▶ Problem description
Please copy every line from the following entries in which the word "core" appears.

******

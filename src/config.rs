//! Run parameters and the serde-facing scenario description.
//!
//! [`SimulationConfig`] holds everything that is not per-agent: timestep,
//! stop condition, force-model switches and guard rails. [`Scenario`] bundles
//! it with agents, obstacles and a decision schedule in the shape that is read
//! from JSON; [`Scenario::build`] turns that into validated core types.

use crate::core::agent::{Agent, Body, Drive, Kinematics};
use crate::core::broadphase::BroadPhase;
use crate::core::contact::FrictionModel;
use crate::core::event::{Action, ScheduledAction};
use crate::core::geometry::Disk;
use crate::core::integrator::IntegrationScheme;
use crate::core::material::Material;
use crate::core::obstacle::Obstacle;
use crate::error::{Error, Result};
use crate::population::{bike_body, pedestrian_body, BikeMeasures, Measures};
use nalgebra::{Point2, Vector2};
use serde::{Deserialize, Serialize};
use std::collections::BTreeMap;
use std::path::Path;

/// When a run ends. The first condition met wins.
///
/// [`Default`] (a 10 s cap) only stands in for a missing `stop` table; fields
/// left out of a given table are unset, not defaulted.
#[derive(Debug, Clone, Copy, PartialEq, Serialize, Deserialize)]
pub struct StopCondition {
    /// Stop once simulation time reaches this value (s).
    #[serde(default)]
    pub max_time: Option<f64>,
    /// Stop after this many steps.
    #[serde(default)]
    pub max_steps: Option<u64>,
    /// Stop as soon as every agent has reached its point goal.
    #[serde(default)]
    pub until_all_arrived: bool,
}

impl Default for StopCondition {
    fn default() -> Self {
        Self {
            max_time: Some(10.0),
            max_steps: None,
            until_all_arrived: false,
        }
    }
}

impl StopCondition {
    /// Stop at `max_time` seconds.
    pub fn at_time(max_time: f64) -> Self {
        Self {
            max_time: Some(max_time),
            ..Self::default()
        }
    }

    /// Stop after `max_steps` steps.
    pub fn after_steps(max_steps: u64) -> Self {
        Self {
            max_time: None,
            max_steps: Some(max_steps),
            until_all_arrived: false,
        }
    }

    /// Validate that the run is bounded and the limits are sensible.
    pub fn validate(&self) -> Result<()> {
        if self.max_time.is_none() && self.max_steps.is_none() {
            return Err(Error::config(
                "stop condition needs max_time or max_steps",
            ));
        }
        if let Some(t) = self.max_time {
            if !t.is_finite() || t <= 0.0 {
                return Err(Error::config(format!(
                    "max_time must be finite and > 0, got {t}"
                )));
            }
        }
        if self.max_steps == Some(0) {
            return Err(Error::config("max_steps must be > 0"));
        }
        Ok(())
    }

    /// Whether the run should end after `steps` steps at `time`.
    pub(crate) fn is_met(&self, time: f64, steps: u64, all_arrived: bool, dt: f64) -> bool {
        // Half a step of slack absorbs rounding in `steps * dt`.
        let by_time = self.max_time.is_some_and(|t| time + 0.5 * dt >= t);
        let by_steps = self.max_steps.is_some_and(|n| steps >= n);
        by_time || by_steps || (self.until_all_arrived && all_arrived)
    }
}

/// Guard rails checked after every step. Exceeding one fails the run.
#[derive(Debug, Clone, Copy, PartialEq, Serialize, Deserialize)]
#[serde(default)]
pub struct StabilityLimits {
    /// Largest admissible linear speed (m/s).
    pub max_speed: f64,
    /// Largest admissible angular speed (rad/s).
    pub max_angular_speed: f64,
    /// Largest admissible overlap depth (m); unchecked when `None`.
    pub max_penetration: Option<f64>,
}

impl Default for StabilityLimits {
    fn default() -> Self {
        Self {
            max_speed: 25.0,
            max_angular_speed: 60.0,
            max_penetration: None,
        }
    }
}

impl StabilityLimits {
    fn validate(&self) -> Result<()> {
        if !(self.max_speed.is_finite() && self.max_speed > 0.0) {
            return Err(Error::config(format!(
                "max_speed must be finite and > 0, got {}",
                self.max_speed
            )));
        }
        if !(self.max_angular_speed.is_finite() && self.max_angular_speed > 0.0) {
            return Err(Error::config(format!(
                "max_angular_speed must be finite and > 0, got {}",
                self.max_angular_speed
            )));
        }
        if let Some(p) = self.max_penetration {
            if !p.is_finite() || p <= 0.0 {
                return Err(Error::config(format!(
                    "max_penetration must be finite and > 0, got {p}"
                )));
            }
        }
        Ok(())
    }
}

/// Global parameters of a simulation run.
#[derive(Debug, Clone, PartialEq, Serialize, Deserialize)]
#[serde(default)]
pub struct SimulationConfig {
    /// Fixed timestep (s).
    pub timestep: f64,
    /// When to stop.
    pub stop: StopCondition,
    /// Material for agents and obstacles that do not name one.
    pub default_material: Material,
    /// Tangential force model.
    pub friction: FrictionModel,
    /// Time-stepping scheme.
    pub integrator: IntegrationScheme,
    /// Post-step guard rails.
    pub limits: StabilityLimits,
    /// Distance to a point goal under which an agent counts as arrived (m).
    pub goal_tolerance: f64,
    /// Attach per-contact interactions to every frame.
    pub record_interactions: bool,
    /// Agent/agent candidate culling.
    pub broad_phase: BroadPhase,
}

impl Default for SimulationConfig {
    fn default() -> Self {
        Self {
            timestep: 1.0e-3,
            stop: StopCondition::default(),
            default_material: Material::default(),
            friction: FrictionModel::default(),
            integrator: IntegrationScheme::default(),
            limits: StabilityLimits::default(),
            goal_tolerance: 0.2,
            record_interactions: false,
            broad_phase: BroadPhase::default(),
        }
    }
}

impl SimulationConfig {
    /// Set the timestep.
    #[must_use]
    pub fn with_timestep(mut self, dt: f64) -> Self {
        self.timestep = dt;
        self
    }

    /// Set the stop condition.
    #[must_use]
    pub fn with_stop(mut self, stop: StopCondition) -> Self {
        self.stop = stop;
        self
    }

    /// Set the fallback material.
    #[must_use]
    pub fn with_default_material(mut self, material: Material) -> Self {
        self.default_material = material;
        self
    }

    /// Set the friction model.
    #[must_use]
    pub fn with_friction(mut self, friction: FrictionModel) -> Self {
        self.friction = friction;
        self
    }

    /// Set the integration scheme.
    #[must_use]
    pub fn with_integrator(mut self, scheme: IntegrationScheme) -> Self {
        self.integrator = scheme;
        self
    }

    /// Set the stability limits.
    #[must_use]
    pub fn with_limits(mut self, limits: StabilityLimits) -> Self {
        self.limits = limits;
        self
    }

    /// Set the goal tolerance.
    #[must_use]
    pub fn with_goal_tolerance(mut self, tolerance: f64) -> Self {
        self.goal_tolerance = tolerance;
        self
    }

    /// Record per-contact interactions in frames.
    #[must_use]
    pub fn recording_interactions(mut self) -> Self {
        self.record_interactions = true;
        self
    }

    /// Set the broad-phase strategy.
    #[must_use]
    pub fn with_broad_phase(mut self, broad_phase: BroadPhase) -> Self {
        self.broad_phase = broad_phase;
        self
    }

    /// Validate every global parameter.
    pub fn validate(&self) -> Result<()> {
        if !self.timestep.is_finite() || self.timestep <= 0.0 {
            return Err(Error::config(format!(
                "timestep must be finite and > 0, got {}",
                self.timestep
            )));
        }
        if !self.goal_tolerance.is_finite() || self.goal_tolerance < 0.0 {
            return Err(Error::config(format!(
                "goal_tolerance must be finite and >= 0, got {}",
                self.goal_tolerance
            )));
        }
        if let BroadPhase::Grid {
            cell_size: Some(cell),
        } = self.broad_phase
        {
            if !cell.is_finite() || cell <= 0.0 {
                return Err(Error::config(format!(
                    "grid cell_size must be finite and > 0, got {cell}"
                )));
            }
        }
        self.stop.validate()?;
        self.limits.validate()?;
        self.friction.validate()?;
        self.default_material
            .validate()
            .map_err(|e| e.within("default material"))
    }
}

/// Shape of an agent in a scenario file.
#[derive(Debug, Clone, PartialEq, Serialize, Deserialize)]
#[serde(tag = "kind", rename_all = "snake_case")]
pub enum BodyConfig {
    /// One disk centered on the agent.
    Disk {
        /// Radius (m).
        radius: f64,
    },
    /// Arbitrary rigid union of disks.
    Disks {
        /// Disks in the agent frame.
        disks: Vec<Disk>,
    },
    /// Five-disk pedestrian built from body measures.
    Pedestrian {
        /// Anthropometric measures.
        measures: Measures,
    },
    /// Bike frame and handlebar built from bike dimensions.
    Bike {
        /// Bike dimensions.
        measures: BikeMeasures,
    },
}

impl BodyConfig {
    fn build(&self) -> Result<Body> {
        match self {
            BodyConfig::Disk { radius } => Body::disk(*radius),
            BodyConfig::Disks { disks } => Body::new(disks.clone()),
            BodyConfig::Pedestrian { measures } => pedestrian_body(measures),
            BodyConfig::Bike { measures } => bike_body(measures),
        }
    }
}

fn zero_vector() -> Vector2<f64> {
    Vector2::zeros()
}

/// One agent in a scenario file.
#[derive(Debug, Clone, PartialEq, Serialize, Deserialize)]
pub struct AgentConfig {
    /// Unique id.
    pub id: u32,
    /// Body shape.
    pub body: BodyConfig,
    /// Mass (kg). Defaults to the measured weight for pedestrian and bike bodies.
    #[serde(default)]
    pub mass: Option<f64>,
    /// Moment of inertia (kg·m²). Derived from the body when absent.
    #[serde(default)]
    pub inertia: Option<f64>,
    /// Initial center.
    pub position: Point2<f64>,
    /// Initial heading (rad).
    #[serde(default)]
    pub orientation: f64,
    /// Initial velocity.
    #[serde(default = "zero_vector")]
    pub velocity: Vector2<f64>,
    /// Initial angular velocity.
    #[serde(default)]
    pub angular_velocity: f64,
    /// Self-propulsion.
    #[serde(default)]
    pub drive: Drive,
    /// Name of an entry in the scenario's material table.
    #[serde(default)]
    pub material: Option<String>,
}

/// One obstacle in a scenario file.
#[derive(Debug, Clone, PartialEq, Serialize, Deserialize)]
pub struct ObstacleConfig {
    /// Unique id.
    pub id: u32,
    /// Polyline vertices; repeat the first vertex to close it.
    pub vertices: Vec<Point2<f64>>,
    /// Name of an entry in the scenario's material table.
    #[serde(default)]
    pub material: Option<String>,
}

/// A timed decision in a scenario file.
#[derive(Debug, Clone, Copy, PartialEq, Serialize, Deserialize)]
pub struct ActionConfig {
    /// Due time (s).
    pub time: f64,
    /// Target agent id.
    pub agent: u32,
    /// The change.
    pub action: Action,
}

/// Everything needed to start a run, as stored on disk.
#[derive(Debug, Clone, PartialEq, Default, Serialize, Deserialize)]
pub struct Scenario {
    /// Global parameters.
    #[serde(default)]
    pub simulation: SimulationConfig,
    /// Named materials referenced by agents and obstacles.
    #[serde(default)]
    pub materials: BTreeMap<String, Material>,
    /// Agents, in arena order.
    pub agents: Vec<AgentConfig>,
    /// Static obstacles.
    #[serde(default)]
    pub obstacles: Vec<ObstacleConfig>,
    /// Decisions applied between steps.
    #[serde(default)]
    pub schedule: Vec<ActionConfig>,
}

/// Validated core objects produced by [`Scenario::build`].
#[derive(Debug, Clone)]
pub struct BuiltScenario {
    /// Agents, in scenario order.
    pub agents: Vec<Agent>,
    /// Obstacles, in scenario order.
    pub obstacles: Vec<Obstacle>,
    /// Scheduled actions, in scenario order.
    pub schedule: Vec<ScheduledAction>,
}

impl Scenario {
    /// Parse a scenario from JSON text.
    pub fn from_json_str(text: &str) -> Result<Self> {
        Ok(serde_json::from_str(text)?)
    }

    /// Read and parse a scenario file.
    pub fn from_path(path: impl AsRef<Path>) -> Result<Self> {
        let text = std::fs::read_to_string(path)?;
        Self::from_json_str(&text)
    }

    /// Serialize to pretty-printed JSON.
    pub fn to_json_string(&self) -> Result<String> {
        Ok(serde_json::to_string_pretty(self)?)
    }

    fn material(&self, name: Option<&str>) -> Result<Material> {
        match name {
            None => Ok(self.simulation.default_material),
            Some(n) => {
                let m = self
                    .materials
                    .get(n)
                    .copied()
                    .ok_or_else(|| Error::config(format!("unknown material '{n}'")))?;
                m.validate().map_err(|e| e.within(format!("material '{n}'")))?;
                Ok(m)
            }
        }
    }

    /// Resolve materials and bodies and validate every entity.
    pub fn build(&self) -> Result<BuiltScenario> {
        let agents = self
            .agents
            .iter()
            .map(|a| self.build_agent(a))
            .collect::<Result<Vec<_>>>()?;
        let obstacles = self
            .obstacles
            .iter()
            .map(|o| {
                let material = self
                    .material(o.material.as_deref())
                    .map_err(|e| e.within(format!("obstacle {}", o.id)))?;
                Obstacle::new(o.id, o.vertices.clone(), material)
            })
            .collect::<Result<Vec<_>>>()?;
        let schedule = self
            .schedule
            .iter()
            .map(|s| ScheduledAction::new(s.time, s.agent, s.action))
            .collect::<Result<Vec<_>>>()?;
        Ok(BuiltScenario {
            agents,
            obstacles,
            schedule,
        })
    }

    fn build_agent(&self, cfg: &AgentConfig) -> Result<Agent> {
        let tag = |e: Error| e.within(format!("agent {}", cfg.id));
        let body = cfg.body.build().map_err(tag)?;
        let mass = match (&cfg.mass, &cfg.body) {
            (Some(m), _) => *m,
            (None, BodyConfig::Pedestrian { measures }) => measures.weight,
            (None, BodyConfig::Bike { measures }) => measures.weight,
            (None, _) => {
                return Err(Error::config(format!(
                    "agent {}: mass is required for bodies without measures",
                    cfg.id
                )))
            }
        };
        let material = self.material(cfg.material.as_deref()).map_err(tag)?;
        let kinematics = Kinematics {
            position: cfg.position,
            orientation: cfg.orientation,
            velocity: cfg.velocity,
            angular_velocity: cfg.angular_velocity,
        };
        Agent::new(
            cfg.id,
            body,
            mass,
            cfg.inertia,
            kinematics,
            cfg.drive,
            material,
        )
    }
}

******

▶ Completed task
//! from JSON; [`Scenario::build`] turns that into validated core types.
use crate::core::agent::{Agent, Body, Drive, Kinematics};
use crate::core::broadphase::BroadPhase;
use crate::core::contact::FrictionModel;
use crate::core::event::{Action, ScheduledAction};
use crate::core::geometry::Disk;
use crate::core::integrator::IntegrationScheme;
use crate::core::material::Material;
use crate::core::obstacle::Obstacle;
/// Validated core objects produced by [`Scenario::build`].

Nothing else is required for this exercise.